C’est le Premier ministre Dr Ibrahima Kassory Fofana qui a adressé une lettre d’interdiction de célébration des cérémonies de mariage au secrétariat général des affaires religieuses. Le responsable du palais de la Colombe a dans ce courrier mis en garde les officiers de l’État-civil et les responsables religieux sur cette pratique en cette période de crise sanitaire critique dans le pays.

A la mairie de la Kaloum, la décision du Premier ministre est déjà entrée en vigueur. Santi Keita, officier de l’état-civil trouve normale cette décision qui vise à lutter contre la COVID-19.

« L’initiative est venue du président de la République qui a instruit au Premier ministre d’interdire la célébration des mariages dans les mairies et dans les mosquées vu l’évolution de la maladie sur le terrain. Personnellement à Kaloum, quand on a reçu l’acte le vendredi, nous avions 8 mariages programmés le vendredi, ces mariages-là ont été purement et simplement rejetés, les dossiers aussi qui étaient programmés pour le samedi et le Dimanche ces dossiers ont aussi été rejetés », a-t-il affirmé.

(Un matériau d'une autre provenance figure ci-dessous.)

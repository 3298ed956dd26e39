//! Boardkit Core Library
//!
//! Document engine for the Boardkit infinite canvas: the entity store, its
//! snapshot undo history, and the pointer-driven selection and transform
//! state machine.

pub mod config;
pub mod connection;
pub mod deferred;
pub mod document;
pub mod elements;
pub mod engine;
pub mod error;
pub mod events;
pub mod geometry;
pub mod history;
pub mod modules;
pub mod selection;
pub mod snap;
pub mod store;
pub mod transform;
pub mod widget;

pub use config::EngineConfig;
pub use connection::{Connection, ConnectionId, ConnectionStyle};
pub use document::{Background, Board, CanvasSettings, Document, ElementGroup, GroupId, Viewport};
pub use elements::{ArrowBinding, BindingEnd, CanvasElement, ElementId, ElementStyle};
pub use engine::DocumentEngine;
pub use error::{EngineError, EngineResult};
pub use events::{ChangeEvent, SubscriptionId};
pub use geometry::{Anchor, AnchorHit, Bounds};
pub use history::{HistoryEntry, HistoryManager};
pub use modules::{CleanupHook, ModuleCatalog, ModuleDefinition, ModuleRegistry, ModuleSpec};
pub use selection::{EntityKind, EntityRef, Selection};
pub use snap::{GridSnap, SnapResult};
pub use store::{BoardStore, ClipboardItem};
pub use transform::{InteractionMode, Modifiers, Tool, TransformEngine};
pub use widget::{Widget, WidgetId, WidgetVisibility};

Poursuivant, il (Santi Keita Ndlr) a également affirmé les actes de mariage délivrés par la mairie après cette décision ne sera pas prise en compte par la mairie.

« Pour la décision, il n’a pas été indiqué qu’il faut limiter le nombre, ils ont complètement demandé d’interdire à partir du moment où nous avons cette information on ne peut pas faire autrement ce qu’on peut dire aux futurs mariés c’est de patienter. Tout acte de mariage délivré après cette décision ne sera pas dans les bases de données de la mairie », a-t-il fait savoir.

L’interdiction de célébrer des mariages par l’autorité est loin d’être cerné par certains citoyens qui continuent sur cette pratique, malgré les risques de contaminations.